**Work required:**
In the entries that follow, copy exactly each line from the first through the line with "#[derive(Clone, Debug)]".

** Opening Available data block **

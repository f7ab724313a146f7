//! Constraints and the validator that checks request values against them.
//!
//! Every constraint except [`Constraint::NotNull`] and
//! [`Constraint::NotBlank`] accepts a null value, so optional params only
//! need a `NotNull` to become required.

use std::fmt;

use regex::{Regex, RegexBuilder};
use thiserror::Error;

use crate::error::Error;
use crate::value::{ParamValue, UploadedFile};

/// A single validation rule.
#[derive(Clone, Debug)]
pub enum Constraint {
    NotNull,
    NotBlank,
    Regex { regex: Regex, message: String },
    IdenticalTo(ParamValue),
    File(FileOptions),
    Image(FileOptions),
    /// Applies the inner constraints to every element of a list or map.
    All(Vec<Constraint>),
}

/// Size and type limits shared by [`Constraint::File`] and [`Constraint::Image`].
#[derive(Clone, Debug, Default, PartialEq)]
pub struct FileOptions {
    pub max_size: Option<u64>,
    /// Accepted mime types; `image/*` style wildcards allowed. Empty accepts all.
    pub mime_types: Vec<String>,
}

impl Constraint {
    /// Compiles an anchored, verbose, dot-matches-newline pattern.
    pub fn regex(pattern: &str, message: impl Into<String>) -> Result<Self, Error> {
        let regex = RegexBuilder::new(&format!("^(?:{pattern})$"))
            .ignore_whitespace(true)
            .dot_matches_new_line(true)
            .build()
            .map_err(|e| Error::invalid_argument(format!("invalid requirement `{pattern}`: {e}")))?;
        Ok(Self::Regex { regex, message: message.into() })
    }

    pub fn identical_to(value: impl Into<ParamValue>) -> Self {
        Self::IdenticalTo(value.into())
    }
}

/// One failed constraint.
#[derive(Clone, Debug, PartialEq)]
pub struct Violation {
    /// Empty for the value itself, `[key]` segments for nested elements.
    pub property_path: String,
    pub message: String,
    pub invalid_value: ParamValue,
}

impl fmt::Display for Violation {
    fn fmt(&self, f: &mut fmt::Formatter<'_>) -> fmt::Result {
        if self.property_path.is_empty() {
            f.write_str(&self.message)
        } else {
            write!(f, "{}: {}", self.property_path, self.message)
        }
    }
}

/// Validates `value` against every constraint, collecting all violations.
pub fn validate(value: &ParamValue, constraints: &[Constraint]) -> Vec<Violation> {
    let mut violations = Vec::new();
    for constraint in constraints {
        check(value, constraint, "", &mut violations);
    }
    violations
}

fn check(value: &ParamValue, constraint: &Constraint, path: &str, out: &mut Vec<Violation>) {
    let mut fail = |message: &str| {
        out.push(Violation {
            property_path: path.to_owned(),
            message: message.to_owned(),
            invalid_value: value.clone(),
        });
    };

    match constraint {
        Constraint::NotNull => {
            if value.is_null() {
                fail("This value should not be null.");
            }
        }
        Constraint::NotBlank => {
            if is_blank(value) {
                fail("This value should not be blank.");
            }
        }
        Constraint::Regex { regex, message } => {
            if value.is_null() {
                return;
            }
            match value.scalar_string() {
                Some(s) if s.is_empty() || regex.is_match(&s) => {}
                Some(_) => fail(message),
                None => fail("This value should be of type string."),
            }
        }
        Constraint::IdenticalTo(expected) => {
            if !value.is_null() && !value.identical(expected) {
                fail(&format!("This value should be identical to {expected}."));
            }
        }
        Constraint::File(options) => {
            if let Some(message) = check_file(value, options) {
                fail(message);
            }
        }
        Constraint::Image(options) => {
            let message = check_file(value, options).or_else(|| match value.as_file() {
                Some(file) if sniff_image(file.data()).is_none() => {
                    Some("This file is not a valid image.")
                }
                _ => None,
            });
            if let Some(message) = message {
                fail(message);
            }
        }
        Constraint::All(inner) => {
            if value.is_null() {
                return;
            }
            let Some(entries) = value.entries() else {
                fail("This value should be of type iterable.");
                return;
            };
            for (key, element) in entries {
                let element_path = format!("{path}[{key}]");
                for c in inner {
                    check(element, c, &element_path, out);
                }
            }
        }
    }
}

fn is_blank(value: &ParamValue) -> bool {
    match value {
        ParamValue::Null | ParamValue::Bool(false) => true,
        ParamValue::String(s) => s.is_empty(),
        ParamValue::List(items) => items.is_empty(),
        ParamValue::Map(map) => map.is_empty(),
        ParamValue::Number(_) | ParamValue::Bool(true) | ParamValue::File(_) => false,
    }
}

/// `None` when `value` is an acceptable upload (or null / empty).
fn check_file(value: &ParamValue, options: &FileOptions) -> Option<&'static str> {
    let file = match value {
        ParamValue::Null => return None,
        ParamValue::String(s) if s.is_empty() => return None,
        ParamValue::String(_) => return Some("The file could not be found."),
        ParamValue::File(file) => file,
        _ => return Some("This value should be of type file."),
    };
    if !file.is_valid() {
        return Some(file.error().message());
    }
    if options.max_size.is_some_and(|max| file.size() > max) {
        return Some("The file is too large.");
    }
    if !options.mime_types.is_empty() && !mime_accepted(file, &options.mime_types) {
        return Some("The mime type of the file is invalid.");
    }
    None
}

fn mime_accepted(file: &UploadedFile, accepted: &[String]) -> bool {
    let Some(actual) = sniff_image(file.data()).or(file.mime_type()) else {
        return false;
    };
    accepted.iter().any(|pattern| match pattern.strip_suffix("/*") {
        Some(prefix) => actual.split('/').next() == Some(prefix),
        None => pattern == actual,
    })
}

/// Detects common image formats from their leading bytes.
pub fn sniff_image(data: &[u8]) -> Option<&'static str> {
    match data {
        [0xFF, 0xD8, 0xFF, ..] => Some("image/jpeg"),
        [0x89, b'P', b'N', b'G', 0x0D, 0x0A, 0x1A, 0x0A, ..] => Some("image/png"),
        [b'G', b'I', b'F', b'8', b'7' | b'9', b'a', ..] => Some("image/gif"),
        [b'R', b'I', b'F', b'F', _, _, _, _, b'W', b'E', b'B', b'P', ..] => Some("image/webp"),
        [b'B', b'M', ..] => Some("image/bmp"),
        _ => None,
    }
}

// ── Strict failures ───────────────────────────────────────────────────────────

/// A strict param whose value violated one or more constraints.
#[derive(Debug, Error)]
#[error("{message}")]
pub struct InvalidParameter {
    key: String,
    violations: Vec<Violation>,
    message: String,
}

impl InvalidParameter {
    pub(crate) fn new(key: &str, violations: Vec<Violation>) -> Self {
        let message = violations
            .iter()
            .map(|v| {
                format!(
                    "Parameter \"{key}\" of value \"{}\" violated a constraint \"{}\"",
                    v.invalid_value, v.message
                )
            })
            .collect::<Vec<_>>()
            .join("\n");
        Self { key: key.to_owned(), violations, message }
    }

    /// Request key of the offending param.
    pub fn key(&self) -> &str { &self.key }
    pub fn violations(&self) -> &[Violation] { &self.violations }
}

** Closing Available data block **

**Solution to the problem:**
repository f7ab724313a146f7
//! Constraints and the validator that checks request values against them.
//!
//! Every constraint except [`Constraint::NotNull`] and
//! [`Constraint::NotBlank`] accepts a null value, so optional params only
//! need a `NotNull` to become required.

use std::fmt;

use regex::{Regex, RegexBuilder};
use thiserror::Error;

use crate::error::Error;
use crate::value::{ParamValue, UploadedFile};

/// A single validation rule.
#[derive(Clone, Debug)]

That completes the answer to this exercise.